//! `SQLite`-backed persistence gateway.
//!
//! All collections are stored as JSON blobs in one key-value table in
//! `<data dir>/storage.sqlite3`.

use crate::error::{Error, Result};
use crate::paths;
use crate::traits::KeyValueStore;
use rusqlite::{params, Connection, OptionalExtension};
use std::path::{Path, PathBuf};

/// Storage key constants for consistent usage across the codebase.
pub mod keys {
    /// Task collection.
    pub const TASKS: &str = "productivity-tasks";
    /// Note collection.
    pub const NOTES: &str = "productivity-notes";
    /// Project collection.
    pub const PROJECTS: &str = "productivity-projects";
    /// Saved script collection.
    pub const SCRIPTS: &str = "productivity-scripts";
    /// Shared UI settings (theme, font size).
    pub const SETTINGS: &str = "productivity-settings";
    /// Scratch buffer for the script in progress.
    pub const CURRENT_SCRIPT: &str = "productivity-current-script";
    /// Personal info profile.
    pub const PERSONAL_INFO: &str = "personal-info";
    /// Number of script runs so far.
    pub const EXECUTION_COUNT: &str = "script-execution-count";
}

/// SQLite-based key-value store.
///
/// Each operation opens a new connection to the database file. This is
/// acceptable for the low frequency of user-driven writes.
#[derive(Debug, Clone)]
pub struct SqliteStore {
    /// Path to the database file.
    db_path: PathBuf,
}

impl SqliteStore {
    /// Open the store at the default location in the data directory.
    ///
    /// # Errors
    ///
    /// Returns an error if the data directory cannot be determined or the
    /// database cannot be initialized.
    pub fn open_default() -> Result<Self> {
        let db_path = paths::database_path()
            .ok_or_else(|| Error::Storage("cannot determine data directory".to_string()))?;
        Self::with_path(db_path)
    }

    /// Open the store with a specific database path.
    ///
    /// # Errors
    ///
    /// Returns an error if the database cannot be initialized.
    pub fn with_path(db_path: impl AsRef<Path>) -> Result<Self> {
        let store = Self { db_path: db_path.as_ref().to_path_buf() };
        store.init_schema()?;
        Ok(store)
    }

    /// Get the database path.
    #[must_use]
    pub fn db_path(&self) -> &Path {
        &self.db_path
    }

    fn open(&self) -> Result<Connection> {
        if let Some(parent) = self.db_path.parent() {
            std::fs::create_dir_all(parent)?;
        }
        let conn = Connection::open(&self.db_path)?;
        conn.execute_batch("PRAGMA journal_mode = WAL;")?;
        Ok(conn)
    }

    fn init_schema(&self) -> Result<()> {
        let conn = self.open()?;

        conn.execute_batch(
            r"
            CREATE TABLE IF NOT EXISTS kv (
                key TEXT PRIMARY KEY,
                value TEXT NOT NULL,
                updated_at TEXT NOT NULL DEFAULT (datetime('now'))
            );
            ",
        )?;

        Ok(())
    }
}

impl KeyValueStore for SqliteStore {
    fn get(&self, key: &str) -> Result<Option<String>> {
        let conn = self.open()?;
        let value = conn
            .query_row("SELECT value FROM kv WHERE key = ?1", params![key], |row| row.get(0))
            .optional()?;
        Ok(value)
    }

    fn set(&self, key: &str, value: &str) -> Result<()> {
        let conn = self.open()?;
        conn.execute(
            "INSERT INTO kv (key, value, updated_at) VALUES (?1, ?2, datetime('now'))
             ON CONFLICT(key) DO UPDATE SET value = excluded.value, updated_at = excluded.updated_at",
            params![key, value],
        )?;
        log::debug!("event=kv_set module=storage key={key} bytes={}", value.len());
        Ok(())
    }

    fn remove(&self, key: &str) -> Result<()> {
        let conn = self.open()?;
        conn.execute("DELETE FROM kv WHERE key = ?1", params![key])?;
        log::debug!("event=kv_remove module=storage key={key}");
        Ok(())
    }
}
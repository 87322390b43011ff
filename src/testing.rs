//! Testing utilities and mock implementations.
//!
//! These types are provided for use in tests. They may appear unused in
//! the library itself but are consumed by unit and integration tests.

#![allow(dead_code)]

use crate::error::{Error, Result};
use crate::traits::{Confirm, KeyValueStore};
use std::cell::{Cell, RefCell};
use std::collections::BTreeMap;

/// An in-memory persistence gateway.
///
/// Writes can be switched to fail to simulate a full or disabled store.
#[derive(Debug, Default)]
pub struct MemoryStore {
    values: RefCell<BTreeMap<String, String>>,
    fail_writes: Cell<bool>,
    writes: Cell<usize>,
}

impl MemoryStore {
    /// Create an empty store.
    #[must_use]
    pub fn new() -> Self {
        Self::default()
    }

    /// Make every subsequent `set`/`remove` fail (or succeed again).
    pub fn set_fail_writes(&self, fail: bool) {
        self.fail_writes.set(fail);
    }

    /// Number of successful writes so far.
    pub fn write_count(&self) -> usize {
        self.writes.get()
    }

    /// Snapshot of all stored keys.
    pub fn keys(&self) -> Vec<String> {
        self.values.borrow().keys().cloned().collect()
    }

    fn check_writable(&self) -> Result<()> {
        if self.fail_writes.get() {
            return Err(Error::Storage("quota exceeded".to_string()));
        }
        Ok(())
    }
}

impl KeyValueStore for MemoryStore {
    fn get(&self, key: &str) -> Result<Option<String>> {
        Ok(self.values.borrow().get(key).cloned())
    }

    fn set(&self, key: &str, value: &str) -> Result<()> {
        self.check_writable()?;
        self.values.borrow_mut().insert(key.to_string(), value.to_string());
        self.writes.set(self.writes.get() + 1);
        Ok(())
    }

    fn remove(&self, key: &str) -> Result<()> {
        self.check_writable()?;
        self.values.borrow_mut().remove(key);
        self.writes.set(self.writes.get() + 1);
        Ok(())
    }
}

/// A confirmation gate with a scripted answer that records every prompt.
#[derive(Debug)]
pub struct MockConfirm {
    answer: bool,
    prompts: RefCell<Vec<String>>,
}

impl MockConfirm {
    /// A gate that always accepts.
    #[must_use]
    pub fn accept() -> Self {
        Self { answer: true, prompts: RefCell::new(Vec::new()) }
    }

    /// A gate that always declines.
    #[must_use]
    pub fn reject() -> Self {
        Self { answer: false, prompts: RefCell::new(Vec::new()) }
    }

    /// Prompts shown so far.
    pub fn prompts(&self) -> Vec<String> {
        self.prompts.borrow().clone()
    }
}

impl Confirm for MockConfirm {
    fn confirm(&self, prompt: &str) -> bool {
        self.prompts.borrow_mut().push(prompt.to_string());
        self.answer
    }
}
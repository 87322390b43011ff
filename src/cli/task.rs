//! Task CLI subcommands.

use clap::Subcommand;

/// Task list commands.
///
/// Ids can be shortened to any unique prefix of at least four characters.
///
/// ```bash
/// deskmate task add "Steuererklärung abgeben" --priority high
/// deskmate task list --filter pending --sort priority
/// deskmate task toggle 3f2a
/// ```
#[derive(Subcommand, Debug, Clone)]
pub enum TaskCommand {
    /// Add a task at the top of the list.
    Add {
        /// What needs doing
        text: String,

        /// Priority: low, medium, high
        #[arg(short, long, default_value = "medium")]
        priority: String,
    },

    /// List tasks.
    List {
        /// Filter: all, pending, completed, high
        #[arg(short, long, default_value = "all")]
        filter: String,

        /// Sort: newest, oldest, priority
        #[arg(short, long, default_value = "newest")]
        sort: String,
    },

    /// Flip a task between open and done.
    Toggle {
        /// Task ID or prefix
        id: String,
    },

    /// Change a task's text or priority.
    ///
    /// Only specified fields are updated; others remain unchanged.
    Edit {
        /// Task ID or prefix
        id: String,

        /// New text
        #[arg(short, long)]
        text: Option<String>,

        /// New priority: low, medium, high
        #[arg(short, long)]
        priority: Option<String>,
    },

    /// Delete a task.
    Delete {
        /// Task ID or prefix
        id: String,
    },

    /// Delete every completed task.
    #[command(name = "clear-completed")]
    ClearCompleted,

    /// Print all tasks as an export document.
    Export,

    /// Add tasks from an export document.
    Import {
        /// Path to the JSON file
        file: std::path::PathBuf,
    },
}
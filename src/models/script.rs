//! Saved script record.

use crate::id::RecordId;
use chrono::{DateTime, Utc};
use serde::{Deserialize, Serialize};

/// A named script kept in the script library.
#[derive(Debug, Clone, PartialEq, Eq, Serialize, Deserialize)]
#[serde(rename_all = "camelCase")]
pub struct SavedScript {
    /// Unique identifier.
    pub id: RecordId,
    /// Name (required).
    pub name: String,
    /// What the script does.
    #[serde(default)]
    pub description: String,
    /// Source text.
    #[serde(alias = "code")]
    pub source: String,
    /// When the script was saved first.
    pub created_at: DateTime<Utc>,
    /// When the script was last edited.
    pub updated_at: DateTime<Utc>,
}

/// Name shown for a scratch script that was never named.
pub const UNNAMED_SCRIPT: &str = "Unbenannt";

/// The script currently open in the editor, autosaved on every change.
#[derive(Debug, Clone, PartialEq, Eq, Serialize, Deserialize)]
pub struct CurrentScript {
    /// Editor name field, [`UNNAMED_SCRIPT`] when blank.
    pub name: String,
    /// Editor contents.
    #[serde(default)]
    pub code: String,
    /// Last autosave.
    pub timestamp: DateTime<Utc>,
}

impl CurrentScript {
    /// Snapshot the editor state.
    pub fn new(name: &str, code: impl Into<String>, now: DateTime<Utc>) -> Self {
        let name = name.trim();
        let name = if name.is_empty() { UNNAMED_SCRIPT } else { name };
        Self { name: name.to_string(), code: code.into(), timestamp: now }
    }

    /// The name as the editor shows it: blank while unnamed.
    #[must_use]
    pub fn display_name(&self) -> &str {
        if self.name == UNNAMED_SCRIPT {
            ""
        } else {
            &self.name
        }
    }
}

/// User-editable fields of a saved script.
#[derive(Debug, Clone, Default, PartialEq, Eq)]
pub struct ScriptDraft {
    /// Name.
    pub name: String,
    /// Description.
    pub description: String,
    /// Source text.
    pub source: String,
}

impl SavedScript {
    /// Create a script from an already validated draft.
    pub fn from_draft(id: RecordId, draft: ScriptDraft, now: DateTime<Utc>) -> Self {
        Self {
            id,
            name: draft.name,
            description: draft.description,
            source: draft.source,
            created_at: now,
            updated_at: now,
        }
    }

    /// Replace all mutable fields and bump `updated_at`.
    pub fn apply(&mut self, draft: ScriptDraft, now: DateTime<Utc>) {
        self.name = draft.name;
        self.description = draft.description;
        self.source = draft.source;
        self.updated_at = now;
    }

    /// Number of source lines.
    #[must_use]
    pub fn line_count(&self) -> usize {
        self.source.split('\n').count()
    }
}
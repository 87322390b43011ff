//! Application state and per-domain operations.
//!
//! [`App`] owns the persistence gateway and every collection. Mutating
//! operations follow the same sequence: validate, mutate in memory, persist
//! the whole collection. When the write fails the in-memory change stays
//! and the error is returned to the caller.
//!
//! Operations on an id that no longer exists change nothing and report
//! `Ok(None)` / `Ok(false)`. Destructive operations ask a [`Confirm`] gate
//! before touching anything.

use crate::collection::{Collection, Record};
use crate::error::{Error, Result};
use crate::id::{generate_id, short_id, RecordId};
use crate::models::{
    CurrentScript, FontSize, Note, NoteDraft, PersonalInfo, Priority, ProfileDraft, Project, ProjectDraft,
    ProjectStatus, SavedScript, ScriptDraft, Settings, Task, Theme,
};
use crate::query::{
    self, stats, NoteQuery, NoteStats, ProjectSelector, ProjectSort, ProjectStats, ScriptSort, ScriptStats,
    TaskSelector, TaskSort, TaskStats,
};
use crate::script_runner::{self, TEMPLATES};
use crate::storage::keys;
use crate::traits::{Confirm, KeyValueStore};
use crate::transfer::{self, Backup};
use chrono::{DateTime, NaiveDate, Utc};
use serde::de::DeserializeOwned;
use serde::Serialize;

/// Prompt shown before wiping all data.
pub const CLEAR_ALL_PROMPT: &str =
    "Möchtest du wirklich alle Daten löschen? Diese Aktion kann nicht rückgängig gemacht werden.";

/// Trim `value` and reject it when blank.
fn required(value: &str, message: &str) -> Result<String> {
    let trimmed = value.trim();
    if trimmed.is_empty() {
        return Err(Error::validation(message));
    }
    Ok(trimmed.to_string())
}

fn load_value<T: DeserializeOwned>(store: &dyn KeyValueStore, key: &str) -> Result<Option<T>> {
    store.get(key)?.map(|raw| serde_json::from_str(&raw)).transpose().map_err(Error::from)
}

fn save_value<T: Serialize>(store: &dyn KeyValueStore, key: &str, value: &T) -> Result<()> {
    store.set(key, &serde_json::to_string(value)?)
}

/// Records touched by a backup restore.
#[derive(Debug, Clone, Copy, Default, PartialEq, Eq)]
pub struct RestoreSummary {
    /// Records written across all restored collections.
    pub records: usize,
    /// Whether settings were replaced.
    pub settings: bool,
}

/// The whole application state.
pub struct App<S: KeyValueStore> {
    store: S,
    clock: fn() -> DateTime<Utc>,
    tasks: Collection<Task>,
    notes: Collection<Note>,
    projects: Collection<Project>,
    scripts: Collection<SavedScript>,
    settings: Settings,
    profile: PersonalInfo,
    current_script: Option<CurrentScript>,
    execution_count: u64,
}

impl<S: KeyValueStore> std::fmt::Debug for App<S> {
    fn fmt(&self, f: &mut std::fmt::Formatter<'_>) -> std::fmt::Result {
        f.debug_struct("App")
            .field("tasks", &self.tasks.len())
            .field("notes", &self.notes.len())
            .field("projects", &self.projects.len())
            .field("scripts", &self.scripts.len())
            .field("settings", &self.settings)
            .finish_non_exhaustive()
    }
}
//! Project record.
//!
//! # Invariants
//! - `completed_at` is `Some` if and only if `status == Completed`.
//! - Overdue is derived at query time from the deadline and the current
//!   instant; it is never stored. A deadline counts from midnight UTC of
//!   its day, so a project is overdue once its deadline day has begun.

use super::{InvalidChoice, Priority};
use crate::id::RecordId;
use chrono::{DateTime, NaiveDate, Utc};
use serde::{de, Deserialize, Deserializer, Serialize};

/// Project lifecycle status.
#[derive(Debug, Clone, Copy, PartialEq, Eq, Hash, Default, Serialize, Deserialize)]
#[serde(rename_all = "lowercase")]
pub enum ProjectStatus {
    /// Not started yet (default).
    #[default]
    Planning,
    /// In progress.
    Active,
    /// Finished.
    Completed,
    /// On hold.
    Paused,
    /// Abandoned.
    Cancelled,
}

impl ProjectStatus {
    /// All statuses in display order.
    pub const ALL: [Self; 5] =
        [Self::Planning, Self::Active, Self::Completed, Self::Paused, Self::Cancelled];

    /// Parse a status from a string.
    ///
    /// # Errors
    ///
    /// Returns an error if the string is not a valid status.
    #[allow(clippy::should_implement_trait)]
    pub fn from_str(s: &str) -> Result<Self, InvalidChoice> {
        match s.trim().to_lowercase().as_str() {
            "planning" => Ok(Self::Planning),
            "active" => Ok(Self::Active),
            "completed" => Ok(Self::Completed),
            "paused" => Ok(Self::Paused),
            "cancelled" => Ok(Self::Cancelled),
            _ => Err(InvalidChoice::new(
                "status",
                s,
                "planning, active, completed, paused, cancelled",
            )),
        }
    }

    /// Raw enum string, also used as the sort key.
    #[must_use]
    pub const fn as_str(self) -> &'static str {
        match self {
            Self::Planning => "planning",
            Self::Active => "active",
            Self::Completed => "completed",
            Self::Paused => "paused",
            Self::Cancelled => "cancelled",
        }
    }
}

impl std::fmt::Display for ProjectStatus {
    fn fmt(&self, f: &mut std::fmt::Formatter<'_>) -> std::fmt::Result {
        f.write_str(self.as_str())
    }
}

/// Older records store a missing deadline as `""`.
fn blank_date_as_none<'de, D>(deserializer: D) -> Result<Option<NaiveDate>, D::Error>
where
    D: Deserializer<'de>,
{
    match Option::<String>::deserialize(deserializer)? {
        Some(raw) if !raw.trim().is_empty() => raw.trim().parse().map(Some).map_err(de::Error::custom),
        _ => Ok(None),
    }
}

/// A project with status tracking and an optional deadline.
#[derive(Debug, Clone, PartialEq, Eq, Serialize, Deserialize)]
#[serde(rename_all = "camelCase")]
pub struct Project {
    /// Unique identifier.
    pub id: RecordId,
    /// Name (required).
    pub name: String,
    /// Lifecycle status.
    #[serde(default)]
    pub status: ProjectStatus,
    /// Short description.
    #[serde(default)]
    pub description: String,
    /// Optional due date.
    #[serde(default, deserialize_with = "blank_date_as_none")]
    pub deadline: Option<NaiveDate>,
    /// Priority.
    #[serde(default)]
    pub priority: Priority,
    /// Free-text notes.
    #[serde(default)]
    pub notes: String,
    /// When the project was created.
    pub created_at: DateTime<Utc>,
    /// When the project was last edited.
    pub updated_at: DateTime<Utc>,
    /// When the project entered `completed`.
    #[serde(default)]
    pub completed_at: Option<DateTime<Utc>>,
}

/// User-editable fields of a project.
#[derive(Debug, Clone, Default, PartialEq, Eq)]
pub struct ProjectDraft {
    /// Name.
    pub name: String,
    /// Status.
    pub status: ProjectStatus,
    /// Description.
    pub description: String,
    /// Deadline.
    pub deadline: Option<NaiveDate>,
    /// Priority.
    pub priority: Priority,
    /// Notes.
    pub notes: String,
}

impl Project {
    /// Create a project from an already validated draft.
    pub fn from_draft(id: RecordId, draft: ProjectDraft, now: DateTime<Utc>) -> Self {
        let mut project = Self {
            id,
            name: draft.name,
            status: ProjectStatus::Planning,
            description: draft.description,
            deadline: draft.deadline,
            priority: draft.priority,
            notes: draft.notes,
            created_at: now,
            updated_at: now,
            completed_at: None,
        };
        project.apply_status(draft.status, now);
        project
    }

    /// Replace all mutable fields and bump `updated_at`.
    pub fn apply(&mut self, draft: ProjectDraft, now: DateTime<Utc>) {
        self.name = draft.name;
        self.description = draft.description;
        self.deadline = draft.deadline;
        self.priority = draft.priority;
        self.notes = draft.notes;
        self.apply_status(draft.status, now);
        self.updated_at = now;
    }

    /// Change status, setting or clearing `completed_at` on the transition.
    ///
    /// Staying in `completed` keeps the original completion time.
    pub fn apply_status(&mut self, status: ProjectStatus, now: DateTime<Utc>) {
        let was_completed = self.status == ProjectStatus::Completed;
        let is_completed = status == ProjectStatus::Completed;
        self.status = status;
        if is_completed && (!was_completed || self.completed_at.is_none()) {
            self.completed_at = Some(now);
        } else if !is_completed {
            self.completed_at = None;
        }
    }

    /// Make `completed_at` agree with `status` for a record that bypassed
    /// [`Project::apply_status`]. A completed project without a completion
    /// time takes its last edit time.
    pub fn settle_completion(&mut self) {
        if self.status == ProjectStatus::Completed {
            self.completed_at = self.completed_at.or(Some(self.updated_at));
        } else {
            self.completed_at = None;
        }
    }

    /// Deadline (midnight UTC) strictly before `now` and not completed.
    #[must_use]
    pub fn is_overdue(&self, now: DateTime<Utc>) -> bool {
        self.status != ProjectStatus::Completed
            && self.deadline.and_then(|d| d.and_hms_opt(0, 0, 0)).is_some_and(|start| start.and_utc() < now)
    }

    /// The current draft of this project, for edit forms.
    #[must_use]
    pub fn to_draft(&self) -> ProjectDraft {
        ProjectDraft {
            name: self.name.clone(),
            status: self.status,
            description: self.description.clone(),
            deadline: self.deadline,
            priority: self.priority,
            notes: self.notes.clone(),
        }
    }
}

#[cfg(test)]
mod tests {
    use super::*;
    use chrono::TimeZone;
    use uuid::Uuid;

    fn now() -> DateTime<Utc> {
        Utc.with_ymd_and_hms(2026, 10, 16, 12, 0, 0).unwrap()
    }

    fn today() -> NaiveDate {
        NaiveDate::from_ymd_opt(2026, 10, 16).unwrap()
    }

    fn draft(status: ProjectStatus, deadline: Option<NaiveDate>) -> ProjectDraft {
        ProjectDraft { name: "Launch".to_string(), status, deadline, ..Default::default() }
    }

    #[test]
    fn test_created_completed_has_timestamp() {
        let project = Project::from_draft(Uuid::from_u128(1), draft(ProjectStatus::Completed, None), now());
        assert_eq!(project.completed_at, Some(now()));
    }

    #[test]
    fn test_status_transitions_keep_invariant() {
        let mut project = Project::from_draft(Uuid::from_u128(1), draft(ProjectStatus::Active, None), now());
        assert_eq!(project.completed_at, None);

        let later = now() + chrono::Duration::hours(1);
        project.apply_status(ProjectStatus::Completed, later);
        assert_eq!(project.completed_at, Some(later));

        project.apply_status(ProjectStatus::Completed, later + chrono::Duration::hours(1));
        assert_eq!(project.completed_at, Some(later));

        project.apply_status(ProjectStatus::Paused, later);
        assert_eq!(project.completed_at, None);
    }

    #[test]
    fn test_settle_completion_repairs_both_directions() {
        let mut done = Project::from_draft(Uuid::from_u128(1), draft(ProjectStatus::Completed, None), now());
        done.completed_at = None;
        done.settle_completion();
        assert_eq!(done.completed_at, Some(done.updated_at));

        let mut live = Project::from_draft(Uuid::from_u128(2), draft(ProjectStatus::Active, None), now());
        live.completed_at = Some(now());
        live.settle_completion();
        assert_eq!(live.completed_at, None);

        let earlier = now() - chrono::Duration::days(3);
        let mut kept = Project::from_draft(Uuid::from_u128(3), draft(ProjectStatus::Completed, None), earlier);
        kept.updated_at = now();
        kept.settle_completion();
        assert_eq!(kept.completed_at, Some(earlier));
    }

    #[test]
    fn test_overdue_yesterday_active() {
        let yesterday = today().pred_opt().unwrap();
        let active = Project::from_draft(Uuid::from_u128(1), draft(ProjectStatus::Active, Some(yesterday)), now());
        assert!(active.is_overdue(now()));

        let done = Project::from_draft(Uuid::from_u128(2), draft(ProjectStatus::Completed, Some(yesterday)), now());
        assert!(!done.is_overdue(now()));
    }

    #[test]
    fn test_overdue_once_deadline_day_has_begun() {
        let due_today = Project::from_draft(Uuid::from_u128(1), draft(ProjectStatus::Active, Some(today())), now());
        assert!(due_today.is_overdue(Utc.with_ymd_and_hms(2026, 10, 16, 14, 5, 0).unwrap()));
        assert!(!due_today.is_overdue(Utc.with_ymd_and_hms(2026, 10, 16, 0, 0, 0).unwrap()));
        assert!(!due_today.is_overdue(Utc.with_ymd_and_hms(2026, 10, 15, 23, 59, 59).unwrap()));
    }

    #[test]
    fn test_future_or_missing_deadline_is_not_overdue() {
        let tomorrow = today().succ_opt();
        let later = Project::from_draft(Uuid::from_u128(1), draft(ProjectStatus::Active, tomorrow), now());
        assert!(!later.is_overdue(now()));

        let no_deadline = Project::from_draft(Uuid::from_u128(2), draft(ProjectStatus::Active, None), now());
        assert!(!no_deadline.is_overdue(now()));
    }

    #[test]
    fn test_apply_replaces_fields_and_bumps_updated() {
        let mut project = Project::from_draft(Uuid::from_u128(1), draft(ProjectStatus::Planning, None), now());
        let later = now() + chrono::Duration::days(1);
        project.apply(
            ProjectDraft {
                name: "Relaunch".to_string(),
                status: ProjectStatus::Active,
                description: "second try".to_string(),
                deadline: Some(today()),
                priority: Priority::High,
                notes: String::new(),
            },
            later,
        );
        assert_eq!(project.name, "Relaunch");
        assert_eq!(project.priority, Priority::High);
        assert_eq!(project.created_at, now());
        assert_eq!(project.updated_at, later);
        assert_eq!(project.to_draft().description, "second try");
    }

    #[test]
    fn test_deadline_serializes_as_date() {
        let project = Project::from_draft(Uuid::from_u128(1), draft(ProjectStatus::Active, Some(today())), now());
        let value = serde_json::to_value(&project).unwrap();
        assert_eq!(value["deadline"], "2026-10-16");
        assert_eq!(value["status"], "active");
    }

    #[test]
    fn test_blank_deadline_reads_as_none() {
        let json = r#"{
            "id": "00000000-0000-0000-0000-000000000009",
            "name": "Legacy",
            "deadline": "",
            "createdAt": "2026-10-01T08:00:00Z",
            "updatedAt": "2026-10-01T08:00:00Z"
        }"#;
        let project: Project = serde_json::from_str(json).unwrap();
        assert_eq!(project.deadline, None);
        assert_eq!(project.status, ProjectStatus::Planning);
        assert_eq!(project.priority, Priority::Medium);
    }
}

--------------------------------

• Task requirements:
When the word "cloned" occurs in a line above, list that line.

• Worked solution:
        self.values.borrow().keys().cloned().collect()
        Ok(self.values.borrow().get(key).cloned())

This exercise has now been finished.